▶ **INFORMATION SHOWN**:
───

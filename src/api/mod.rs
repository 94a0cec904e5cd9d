//! Control server
//!
//! Every node runs one long-lived control server. Master-only routes are
//! mounted only when the node is configured as master.

use crate::config::NodeRole;
use crate::node::Node;
use crate::{Error, Result};
use axum::{
    Router,
    routing::{get, post},
};
use std::future::Future;
use std::sync::Arc;
use tokio::net::TcpListener;
use tower_http::trace::TraceLayer;
use utoipa::OpenApi;
use utoipa_swagger_ui::SwaggerUi;

pub mod error_response;
pub mod openapi;
pub mod routes;
pub mod state;

pub use openapi::ApiDoc;
pub use state::AppState;

/// Create the control router
///
/// # Routes
///
/// ## Every node
/// - `GET /api/health` - Health check
/// - `POST /api/send-file` - Push a local file to a target node
/// - `POST /api/download-file` - Pull a file from a data listener
/// - `GET /api/events` - Server-sent events stream
/// - `GET /api/openapi.json` - OpenAPI specification
/// - `GET /swagger-ui` - Interactive Swagger UI documentation (if enabled)
///
/// ## Master only
/// - `POST /api/register-node` - Add or refresh a node
/// - `GET /api/nodes` - Registry snapshot
/// - `POST /api/send-all` - Fan a file out to every other node
pub fn create_router(node: Arc<Node>) -> Router {
    let master = node.config().master;
    let swagger_ui = node.config().api.swagger_ui;
    let state = AppState::new(node);

    let router = Router::new()
        .route("/api/health", get(routes::health_check))
        .route("/api/send-file", post(routes::send_file))
        .route("/api/download-file", post(routes::download_file))
        .route("/api/events", get(routes::event_stream))
        .route("/api/openapi.json", get(routes::openapi_spec));

    let router = if master {
        router
            .route("/api/register-node", post(routes::register_node))
            .route("/api/nodes", get(routes::list_nodes))
            .route("/api/send-all", post(routes::send_all))
    } else {
        router
    };

    // Swagger UI serves its own copy of the document
    let router = if swagger_ui {
        router.merge(SwaggerUi::new("/swagger-ui").url("/api-docs/openapi.json", ApiDoc::openapi()))
    } else {
        router
    };

    router.with_state(state).layer(TraceLayer::new_for_http())
}

/// Bind the configured control address and serve until the process ends
///
/// # Example
///
/// ```no_run
/// use meshcopy::{Config, Node};
/// use std::sync::Arc;
///
/// # async fn example() -> Result<(), Box<dyn std::error::Error>> {
/// let node = Arc::new(Node::new(Config::default()).await?);
///
/// // Start control server (blocks until shutdown)
/// meshcopy::api::start_control_server(node).await?;
/// # Ok(())
/// # }
/// ```
pub async fn start_control_server(node: Arc<Node>) -> Result<()> {
    let listener = bind_control(&node).await?;
    serve_control(listener, node, std::future::pending()).await
}

/// Bind the control listener on the configured address
pub async fn bind_control(node: &Node) -> Result<TcpListener> {
    let bind_address = node.config().bind_address()?;
    TcpListener::bind(bind_address).await.map_err(|e| {
        Error::ApiServerError(format!("cannot bind control port {}: {}", bind_address, e))
    })
}

/// Serve the control API on `listener` until `shutdown` resolves
///
/// A worker announces itself to its master once the listener is up;
/// a failed announcement is logged and serving continues.
pub async fn serve_control<F>(listener: TcpListener, node: Arc<Node>, shutdown: F) -> Result<()>
where
    F: Future<Output = ()> + Send + 'static,
{
    let address = listener.local_addr()?;
    tracing::info!(
        address = %address,
        role = %node.role(),
        "control server listening"
    );

    if node.role() == NodeRole::Worker {
        let worker = node.clone();
        tokio::spawn(async move {
            if let Err(e) = worker.register_with_master().await {
                tracing::warn!(error = %e, "registration with master failed");
            }
        });
    }

    let app = create_router(node);
    axum::serve(listener, app)
        .with_graceful_shutdown(shutdown)
        .await
        .map_err(|e| Error::ApiServerError(e.to_string()))?;

    tracing::info!("control server stopped");
    Ok(())
}

// unwrap/expect are acceptable in tests for concise failure-on-error assertions
#[allow(clippy::unwrap_used, clippy::expect_used)]
#[cfg(test)]
mod tests;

───

▶ **WHAT TO DO**: Beginning with the line containing "axum::serve(listener, app)" and ending with the last line of the listing above, return every line exactly and nothing else.

▶ **FINAL ANSWER**:
    axum::serve(listener, app)
        .with_graceful_shutdown(shutdown)
        .await
        .map_err(|e| Error::ApiServerError(e.to_string()))?;

    tracing::info!("control server stopped");
    Ok(())
}

// unwrap/expect are acceptable in tests for concise failure-on-error assertions
#[allow(clippy::unwrap_used, clippy::expect_used)]
#[cfg(test)]
mod tests;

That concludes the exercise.